In Thüringen wurde durch Beschluss des Oberverwaltungsgerichts Weimar vom 27. September 2011 im Rahmen eines von uns gestellten Eilantrags eine gleichlautende Regelung für das Wintersemester 2011/12 außer Vollzug gesetzt. Das Oberverwaltungsgericht Weimar ging in der Eilentscheidung davon aus, dass die Norm zu kurzfristig vor Ablauf der Bewerbungsfrist im zentralen Vergabeverfahren erlassen wurde. In der Hauptsache argumentierten wir, Zweitstudienbewerber seien durch das Landesrecht komplett von der gerichtlich angeordneten Vergabe von Studienplätzen ausgeschlossen. Dies verstoße gegen das Grundrecht auf freie Wahl der Ausbildungsstätte aus Art. 12 Abs. 1 Grundgesetz sowie Art. 20, Art. 35 der Thüringer Verfassung. Das Oberverwaltungsgericht Thüringen lehnte unsere Normenkontrollanträge mit Urteil vom 25. September 2012 ab. Wir haben Rechtsmittel gegen diese Entscheidung zum Bundesverwaltungsgericht eingelegt. Das Bundesverwaltungsgericht wies unsere Nichtzulassungsbeschwerde durch Beschluss 22. Juli 2013 vom zurück. Darauf hin haben wir Verfassungsbeschwerde zum Thüringer Landesverfassungsgericht und zum Bundesverfassungsgericht erhoben, um zu klären, ob der Ausschluss von Zweitstudienbewerbern von gerichtlichen Verfahren mit der Thüringder Landesverfassung und mit dem Grundgesetz im Einklang steht. Der Thüringer Verfassungsgerichtshof stellte mit Beschluss vom 19. November 2014 fest, dass er an einer Sachentscheidung gehindert sei, weil ein Bundesgericht den Sachverhalt umfassend geprüft und eine Rechtsverletzung verneint habe. Das Bundesverfassungsgerichts nahm die Verfassungsbeschwerde nicht zur Entscheidung an. Der Beschluss vom 24. August 2016 enthält jedoch keine Begründung.

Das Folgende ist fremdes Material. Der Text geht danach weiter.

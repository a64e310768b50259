use std::collections::btree_map::{self, BTreeMap};
use std::fmt;
use std::hash::{Hash, Hasher};

use serde::{Deserialize, Serialize};

use crate::errors::{ModsyncError, Result};
use crate::requirement::RequirementLevel;

/// Serialized shape of a component declaration, used by manifests,
/// configuration files and the wire payload.
#[derive(Clone, Debug, PartialEq, Eq, Serialize, Deserialize)]
pub struct ComponentDecl {
    pub id: String,
    pub version: String,
    pub requirement: RequirementLevel,
}

/// One declared component. Immutable once constructed.
///
/// Two entries are equal when their identity and version match; the
/// requirement level is not part of equality.
#[derive(Clone, Debug, Serialize, Deserialize)]
#[serde(try_from = "ComponentDecl", into = "ComponentDecl")]
pub struct ComponentEntry {
    id: String,
    version: String,
    requirement: RequirementLevel,
}

impl ComponentEntry {
    pub fn new(
        id: impl Into<String>,
        version: impl Into<String>,
        requirement: RequirementLevel,
    ) -> Result<Self> {
        let id = id.into();
        let version = version.into();
        if id.trim().is_empty() {
            return Err(ModsyncError::MalformedEntry(
                "component identity is empty".to_owned(),
            ));
        }
        if version.trim().is_empty() {
            return Err(ModsyncError::MalformedEntry(format!(
                "component `{}` has an empty version",
                id
            )));
        }
        Ok(Self {
            id,
            version,
            requirement,
        })
    }

    pub fn id(&self) -> &str {
        &self.id
    }

    pub fn version(&self) -> &str {
        &self.version
    }

    pub fn requirement(&self) -> RequirementLevel {
        self.requirement
    }
}

impl PartialEq for ComponentEntry {
    fn eq(&self, other: &Self) -> bool {
        self.id == other.id && self.version == other.version
    }
}

impl Eq for ComponentEntry {}

impl Hash for ComponentEntry {
    fn hash<H: Hasher>(&self, state: &mut H) {
        self.id.hash(state);
        self.version.hash(state);
    }
}

impl fmt::Display for ComponentEntry {
    fn fmt(&self, f: &mut fmt::Formatter<'_>) -> fmt::Result {
        write!(f, "{}@{}", self.id, self.version)
    }
}

impl TryFrom<ComponentDecl> for ComponentEntry {
    type Error = ModsyncError;

    fn try_from(decl: ComponentDecl) -> Result<Self> {
        ComponentEntry::new(decl.id, decl.version, decl.requirement)
    }
}

impl From<ComponentEntry> for ComponentDecl {
    fn from(entry: ComponentEntry) -> Self {
        Self {
            id: entry.id,
            version: entry.version,
            requirement: entry.requirement,
        }
    }
}

/// Canonical set of declarations for one side, keyed by identity.
///
/// Only [`crate::merge::merge`] builds a non-empty set, which keeps every
/// identity unique.
#[derive(Clone, Debug, Default, PartialEq, Eq)]
pub struct ComponentSet {
    entries: BTreeMap<String, ComponentEntry>,
}

impl ComponentSet {
    pub fn new() -> Self {
        Self::default()
    }

    pub fn get(&self, id: &str) -> Option<&ComponentEntry> {
        self.entries.get(id)
    }

    pub fn contains(&self, id: &str) -> bool {
        self.entries.contains_key(id)
    }

    pub fn len(&self) -> usize {
        self.entries.len()
    }

    pub fn is_empty(&self) -> bool {
        self.entries.is_empty()
    }

    /// Entries ordered by identity.
    pub fn iter(&self) -> btree_map::Values<'_, String, ComponentEntry> {
        self.entries.values()
    }

    pub fn ids(&self) -> impl Iterator<Item = &str> {
        self.entries.keys().map(String::as_str)
    }

    pub fn to_vec(&self) -> Vec<ComponentEntry> {
        self.entries.values().cloned().collect()
    }

    /// Compact `id@version, ...` rendering for logs.
    pub fn stringify(&self) -> String {
        self.entries
            .values()
            .map(ToString::to_string)
            .collect::<Vec<_>>()
            .join(", ")
    }

    pub(crate) fn entry(
        &mut self,
        id: String,
    ) -> btree_map::Entry<'_, String, ComponentEntry> {
        self.entries.entry(id)
    }
}

impl<'a> IntoIterator for &'a ComponentSet {
    type Item = &'a ComponentEntry;
    type IntoIter = btree_map::Values<'a, String, ComponentEntry>;

    fn into_iter(self) -> Self::IntoIter {
        self.entries.values()
    }
}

Ebenso hat das Oberverwaltungsgericht des Saarlandes, zunächst in einem Eilverfahren, mit Beschluss vom 21. September 2011 eine entsprechende Regelung außer Vollzug gesetzt. Im Saarland hatten sich mehrere Zweitstudienbewerber gegen die Verknüpfung der Vergabe gerichtlich aufgedeckter Studienplätze und dem Auswahlverfahren der Hochschule gewandt. Das Oberverwaltungsgericht des Saarlandes ging davon aus, dass die Rechte von Zweitstudienbewerbern nicht ausreichend gewahrt würden. Diese könnten sich ebenfalls nicht im Auswahlverfahren der Hochschule bewerben und würden daher durch die angegriffene Regelung im Vergabeverfahren um gerichtlich aufgedeckte Studienplätze nicht beteiligt. Diese Auffassung bestätige das Oberverwaltungsgericht des Saarlands in einem weiteren Urteil vom 2. Februar 2012. Die Entscheidung ist rechtskräftig.

Als weiteres Bundesland hat Mecklenburg-Vorpommern eine Regelung erlassen, nach der eine Bewerbung im Auswahlverfahren der Hochschule Voraussetzung für eine Studienplatzklage sein soll. Das Verwaltungsgericht Schwerin lehnte eine Bindung an eine Bewerbung im Auswahlverfahren der Hochschulen ab, da die landesverfassungsrechtlich gewährten Grundrechte von Ausländern, die nicht am Auswahlverfahren der Hochschule teilnehmen können, durch die Regelung verletzt seien. Darauf hin wurde die Vergabeverordnung kurz vor Ablauf der Bewerbungsfrist zum WS 2013/14 geändert. Wir haben daher einen Eilantrag auf Aussetzung der Norm für das laufende Semester erhoben. Das Oberverwaltungsgericht verwies uns auf das reguläre Studienplatzklageverfahren, weil die Änderung ursprünglichen Norm nur minimal sei und es deshalb an einer Antragsbefugnis fehle. Durch das Eilverfahren vor den Verwaltungsgerichten sei ausreichender Rechtsschutz zu erreichen.

In weiteren Bundesländern wurden keine entsprechenden Regelungen erlassen. Allerdings ist in der Rechtsprechung des Verwaltungsgerichts in Hamburg eine Direktbewerbung bei der Stiftung für Hochschulzulassung Voraussetzung für eine Studienplatzklage.

In Hessen konnten wir am 22. Oktober 2012 in einem Beschwerdeverfahren eine Entscheidung des Hessischen Verwaltungsgerichtshofes erstreiten, in der das Gericht feststellte, eine Bewerbung um einen Studienplatz sei weder in den Studiengängen, die in das zentrale Vergabeverfahren einbezogen sind, noch in allen anderen Studiengängen eine Voraussetzung für eine Studienplatzklage ist. Der Hessische VGH hob damit eine anderslautende Entscheidung des Verwaltungsgerichts Darmstadt auf. Zum WS 2013/14 wurde die Vergabeverordnung geändert. Nunmehr soll auch eine innerkapazitäre Bewerbung bei der Hochschule erforderlich sein. Wir diese Regelung von den Verwaltungsgerichten ausgelegt wird, bleibt abzuwarten.